Scientific classification
- Kingdom: Plantae
- Clade: Tracheophytes
- Clade: Gymnosperms
- Division: Pinophyta
- Class: Pinopsida
- Order: Pinales
- Family: Pinaceae
- Genus: Pinus
- Subgenus: P. subg. Pinus
- Section: P. sect. Pinus
- Subsection: P. subsect. Pinus
- Species: P. taiwanensis
- Binomial name: Pinus taiwanensis Hayata

= Pinus taiwanensis =

- Genus: Pinus
- Species: taiwanensis
- Authority: Hayata
- Conservation status: LC

Species of conifer

Pinus taiwanensis, the Taiwan red pine, is a species of conifer, a pine, in the family Pinaceae endemic to Taiwan.

==Taxonomy==
It is a close relative of Pinus luchuensis of Japan and P. hwangshanensis of China, sometimes considered as a subspecies of the former.
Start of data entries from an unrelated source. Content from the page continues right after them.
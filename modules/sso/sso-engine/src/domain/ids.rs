//! Ticket id generation.

use std::sync::atomic::{AtomicU64, Ordering};

use base64::Engine as _;
use base64::engine::general_purpose::URL_SAFE_NO_PAD;
use rand::RngCore;

const RANDOM_BYTES: usize = 32;

/// Generates `<PREFIX>-<seq>-<random>[-<suffix>]` ids.
///
/// The random part carries 256 bits from the thread-local CSPRNG, so ids
/// are unguessable; the sequence only makes them easy to tell apart in logs.
#[derive(Debug)]
pub struct TicketIdGenerator {
    seq: AtomicU64,
    suffix: Option<String>,
}

impl TicketIdGenerator {
    #[must_use]
    pub fn new(suffix: Option<String>) -> Self {
        Self {
            seq: AtomicU64::new(1),
            suffix: suffix.filter(|s| !s.is_empty()),
        }
    }

    pub fn next_id(&self, prefix: &str) -> String {
        let seq = self.seq.fetch_add(1, Ordering::Relaxed);
        let mut bytes = [0u8; RANDOM_BYTES];
        rand::rng().fill_bytes(&mut bytes);
        let random = URL_SAFE_NO_PAD.encode(bytes);
        match &self.suffix {
            Some(suffix) => format!("{prefix}-{seq}-{random}-{suffix}"),
            None => format!("{prefix}-{seq}-{random}"),
        }
    }
}

impl Default for TicketIdGenerator {
    fn default() -> Self {
        Self::new(None)
    }
}

#[cfg(test)]
#[cfg_attr(coverage_nightly, coverage(off))]
mod tests {
    use std::collections::HashSet;

    use super::*;

    #[test]
    fn ids_are_unique_and_prefixed() {
        let ids = TicketIdGenerator::default();
        let generated: HashSet<_> = (0..1000).map(|_| ids.next_id("ST")).collect();
        assert_eq!(generated.len(), 1000);
        assert!(generated.iter().all(|id| id.starts_with("ST-")));
    }

    #[test]
    fn suffix_is_appended() {
        let ids = TicketIdGenerator::new(Some("node1".to_owned()));
        let id = ids.next_id("TGT");
        assert!(id.starts_with("TGT-1-"));
        assert!(id.ends_with("-node1"));
        // 32 bytes encode to 43 unpadded base64url characters
        let random = id
            .trim_start_matches("TGT-1-")
            .trim_end_matches("-node1");
        assert_eq!(random.len(), 43);
    }
}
Sometimes P. hwangshanensis from China are also referred to as P. taiwanensis.
P. taiwanensis var. fragilissima and P. taiwanensis var. taiwanensis are the two varieties of this species.

==Description==
The Taiwan red pine is a large tree, with a straight trunk up to 35 m tall and 80 cm in diameter. Needles are in bundles of two. Cones are 6–7 cm long. It is a common species in the Central Mountain Range at altitudes of 750–3000 m, often in pure stands.